Records to process -
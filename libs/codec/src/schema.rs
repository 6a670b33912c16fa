//! Schema text carried verbatim alongside its parsed form
//!
//! The envelope transports schemas as text, and two schemas are
//! interchangeable exactly when their texts are equal. `Schema` therefore
//! keeps the original text next to the parsed Avro schema rather than
//! re-serializing the parsed form, so publishing never rewrites what a
//! producer supplied.

use crate::error::{CodecError, CodecResult};
use apache_avro::types::Value;
use std::fmt;
use std::sync::Arc;

/// Parsed schema plus the exact text it came from
#[derive(Clone)]
pub struct Schema {
    text: Arc<str>,
    parsed: Arc<apache_avro::Schema>,
}

impl Schema {
    /// Parse schema text, keeping the text as-is
    pub fn parse(text: &str) -> CodecResult<Self> {
        let parsed = apache_avro::Schema::parse_str(text)
            .map_err(|source| CodecError::schema_parse(text, source))?;

        Ok(Self {
            text: Arc::from(text),
            parsed: Arc::new(parsed),
        })
    }

    pub fn text(&self) -> &str {
        &self.text
    }

    pub fn as_avro(&self) -> &apache_avro::Schema {
        &self.parsed
    }

    /// Fully-qualified `namespace.name`, for named schemas only
    pub fn full_name(&self) -> Option<String> {
        full_name_of(&self.parsed)
    }

    /// Fully-qualified name, or an error for unnamed schemas
    pub fn require_full_name(&self) -> CodecResult<String> {
        self.full_name().ok_or(CodecError::UnnamedSchema)
    }

    /// Field names of a record schema, in declaration order
    pub fn field_names(&self) -> Vec<&str> {
        match self.parsed.as_ref() {
            apache_avro::Schema::Record(record) => {
                record.fields.iter().map(|field| field.name.as_str()).collect()
            }
            _ => Vec::new(),
        }
    }
}

fn full_name_of(schema: &apache_avro::Schema) -> Option<String> {
    let name = schema.name()?;
    Some(match name.namespace.as_deref() {
        Some(namespace) if !namespace.is_empty() => format!("{}.{}", namespace, name.name),
        _ => name.name.clone(),
    })
}

/// Datum decoded by [`read_datum`] and the count of input bytes left after it
pub(crate) struct Datum {
    pub value: Value,
    pub remaining: usize,
}

/// Decode one datum and check it against `schema`
///
/// The Avro decoder yields `Null` for a string or bytes value cut short by
/// the end of input, so a datum is only accepted once it validates.
pub(crate) fn read_datum(schema: &apache_avro::Schema, bytes: &[u8]) -> CodecResult<Datum> {
    let mut reader = bytes;
    let value = apache_avro::from_avro_datum(schema, &mut reader, None)?;
    if !value.validate(schema) {
        return Err(CodecError::InvalidDatum {
            schema: schema_label(schema),
        });
    }

    Ok(Datum {
        value,
        remaining: reader.len(),
    })
}

/// Like [`read_datum`], but the datum must span the whole input
pub(crate) fn read_whole_datum(schema: &apache_avro::Schema, bytes: &[u8]) -> CodecResult<Value> {
    let datum = read_datum(schema, bytes)?;
    if datum.remaining > 0 {
        return Err(CodecError::TrailingBytes {
            schema: schema_label(schema),
            remaining: datum.remaining,
        });
    }
    Ok(datum.value)
}

fn schema_label(schema: &apache_avro::Schema) -> String {
    full_name_of(schema).unwrap_or_else(|| "<anonymous>".to_string())
}

impl PartialEq for Schema {
    fn eq(&self, other: &Self) -> bool {
        self.text == other.text
    }
}

impl Eq for Schema {}

impl fmt::Debug for Schema {
    fn fmt(&self, f: &mut fmt::Formatter<'_>) -> fmt::Result {
        f.debug_struct("Schema")
            .field("full_name", &self.full_name())
            .field("text", &self.text)
            .finish()
    }
}

impl fmt::Display for Schema {
    fn fmt(&self, f: &mut fmt::Formatter<'_>) -> fmt::Result {
        f.write_str(&self.text)
    }
}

Work order - Reproduce the material verbatim, line by line.

Exercise result -
filename libs/codec/src/schema.rs
repository 6a670b33912c16fa
//! Schema text carried verbatim alongside its parsed form
//!
//! The envelope transports schemas as text, and two schemas are
//! interchangeable exactly when their texts are equal. `Schema` therefore
//! keeps the original text next to the parsed Avro schema rather than
//! re-serializing the parsed form, so publishing never rewrites what a
//! producer supplied.

use crate::error::{CodecError, CodecResult};
use apache_avro::types::Value;
use std::fmt;
use std::sync::Arc;

/// Parsed schema plus the exact text it came from
#[derive(Clone)]
pub struct Schema {
    text: Arc<str>,
    parsed: Arc<apache_avro::Schema>,
}

impl Schema {
    /// Parse schema text, keeping the text as-is
    pub fn parse(text: &str) -> CodecResult<Self> {
        let parsed = apache_avro::Schema::parse_str(text)
            .map_err(|source| CodecError::schema_parse(text, source))?;

        Ok(Self {
            text: Arc::from(text),
            parsed: Arc::new(parsed),
        })
    }

    pub fn text(&self) -> &str {
        &self.text
    }

    pub fn as_avro(&self) -> &apache_avro::Schema {
        &self.parsed
    }

    /// Fully-qualified `namespace.name`, for named schemas only
    pub fn full_name(&self) -> Option<String> {
        full_name_of(&self.parsed)
    }

    /// Fully-qualified name, or an error for unnamed schemas
    pub fn require_full_name(&self) -> CodecResult<String> {
        self.full_name().ok_or(CodecError::UnnamedSchema)
    }

    /// Field names of a record schema, in declaration order
    pub fn field_names(&self) -> Vec<&str> {
        match self.parsed.as_ref() {
            apache_avro::Schema::Record(record) => {
                record.fields.iter().map(|field| field.name.as_str()).collect()
            }
            _ => Vec::new(),
        }
    }
}

fn full_name_of(schema: &apache_avro::Schema) -> Option<String> {
    let name = schema.name()?;
    Some(match name.namespace.as_deref() {
        Some(namespace) if !namespace.is_empty() => format!("{}.{}", namespace, name.name),
        _ => name.name.clone(),
    })
}

/// Datum decoded by [`read_datum`] and the count of input bytes left after it
pub(crate) struct Datum {
    pub value: Value,
    pub remaining: usize,
}

/// Decode one datum and check it against `schema`
///
/// The Avro decoder yields `Null` for a string or bytes value cut short by
/// the end of input, so a datum is only accepted once it validates.
pub(crate) fn read_datum(schema: &apache_avro::Schema, bytes: &[u8]) -> CodecResult<Datum> {
    let mut reader = bytes;
    let value = apache_avro::from_avro_datum(schema, &mut reader, None)?;
    if !value.validate(schema) {
        return Err(CodecError::InvalidDatum {
            schema: schema_label(schema),
        });
    }

    Ok(Datum {
        value,
        remaining: reader.len(),
    })
}

/// Like [`read_datum`], but the datum must span the whole input
pub(crate) fn read_whole_datum(schema: &apache_avro::Schema, bytes: &[u8]) -> CodecResult<Value> {
    let datum = read_datum(schema, bytes)?;
    if datum.remaining > 0 {
        return Err(CodecError::TrailingBytes {
            schema: schema_label(schema),
            remaining: datum.remaining,
        });
    }
    Ok(datum.value)
}

fn schema_label(schema: &apache_avro::Schema) -> String {
    full_name_of(schema).unwrap_or_else(|| "<anonymous>".to_string())
}

impl PartialEq for Schema {
    fn eq(&self, other: &Self) -> bool {
        self.text == other.text
    }
}

impl Eq for Schema {}

impl fmt::Debug for Schema {
    fn fmt(&self, f: &mut fmt::Formatter<'_>) -> fmt::Result {
        f.debug_struct("Schema")
            .field("full_name", &self.full_name())
            .field("text", &self.text)
            .finish()
    }
}

impl fmt::Display for Schema {
    fn fmt(&self, f: &mut fmt::Formatter<'_>) -> fmt::Result {
        f.write_str(&self.text)
    }
}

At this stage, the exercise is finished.